Collected data entries:
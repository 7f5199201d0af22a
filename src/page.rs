use std::io::Write;
use std::sync::{Mutex, MutexGuard};

/// The parts of the document a submission touches: the `loading`
/// indicator, the `results` area and a blocking warning to the user.
pub trait Page: Send + Sync {
    fn alert(&self, message: &str);
    fn set_loading(&self, visible: bool);
    fn set_results(&self, html: String);
}

/// Shows the loading indicator for as long as it is alive.
pub struct LoadingGuard<'a, F: Fn(&dyn Page)> {
    page: &'a dyn Page,
    release: F,
}

impl<'a, F: Fn(&dyn Page)> LoadingGuard<'a, F> {
    /// `release` runs on drop and decides whether to hide the indicator;
    /// a newer submission may have taken it over.
    pub fn show(page: &'a dyn Page, release: F) -> Self {
        page.set_loading(true);
        Self { page, release }
    }
}

impl<F: Fn(&dyn Page)> Drop for LoadingGuard<'_, F> {
    fn drop(&mut self) {
        (self.release)(self.page);
    }
}

#[derive(Debug, Clone, Default, PartialEq, Eq)]
pub struct PageState {
    pub loading: bool,
    pub results: String,
    pub alerts: Vec<String>,
    /// Every value the loading indicator was set to, in order.
    pub loading_history: Vec<bool>,
}

/// A page kept in memory. Used by the HTTP host and in tests.
#[derive(Debug, Default)]
pub struct MemoryPage {
    state: Mutex<PageState>,
}

impl MemoryPage {
    pub fn new() -> Self {
        Self::default()
    }

    pub fn snapshot(&self) -> PageState {
        self.lock().clone()
    }

    pub fn results(&self) -> String {
        self.lock().results.clone()
    }

    pub fn is_loading(&self) -> bool {
        self.lock().loading
    }

    pub fn alerts(&self) -> Vec<String> {
        self.lock().alerts.clone()
    }

    fn lock(&self) -> MutexGuard<'_, PageState> {
        self.state.lock().unwrap_or_else(|poisoned| poisoned.into_inner())
    }
}

impl Page for MemoryPage {
    fn alert(&self, message: &str) {
        self.lock().alerts.push(message.to_string());
    }

    fn set_loading(&self, visible: bool) {
        let mut state = self.lock();
        state.loading = visible;
        state.loading_history.push(visible);
    }

    fn set_results(&self, html: String) {
        self.lock().results = html;
    }
}

/// Writes results to stdout and everything else to stderr.
#[derive(Debug, Default)]
pub struct ConsolePage;

impl Page for ConsolePage {
    fn alert(&self, message: &str) {
        eprintln!("{message}");
    }

    fn set_loading(&self, visible: bool) {
        if visible {
            eprintln!("searching...");
        }
    }

    fn set_results(&self, html: String) {
        if html.is_empty() {
            return;
        }
        let mut stdout = std::io::stdout().lock();
        if let Err(e) = writeln!(stdout, "{html}") {
            log::error!("failed to write results: {e}");
        }
    }
}

#[test]
fn test_loading_guard_releases_when_owner() {
    let page = MemoryPage::new();
    {
        let _guard = LoadingGuard::show(&page, |page| page.set_loading(false));
        assert!(page.is_loading());
    }
    assert!(!page.is_loading());
    assert_eq!(page.snapshot().loading_history, vec![true, false]);
}

#[test]
fn test_loading_guard_leaves_indicator_to_newer_owner() {
    let page = MemoryPage::new();
    {
        let _guard = LoadingGuard::show(&page, |_| {});
    }
    assert!(page.is_loading());
}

*ASSIGNMENT:*
Of all the entries above, retype exactly the lines from the line with "impl<'a, F: Fn(&dyn" to the line with "page.set_loading(true);", both included, and no others.

*EXERCISE OUTPUT:*
impl<'a, F: Fn(&dyn Page)> LoadingGuard<'a, F> {
    /// `release` runs on drop and decides whether to hide the indicator;
    /// a newer submission may have taken it over.
    pub fn show(page: &'a dyn Page, release: F) -> Self {
        page.set_loading(true);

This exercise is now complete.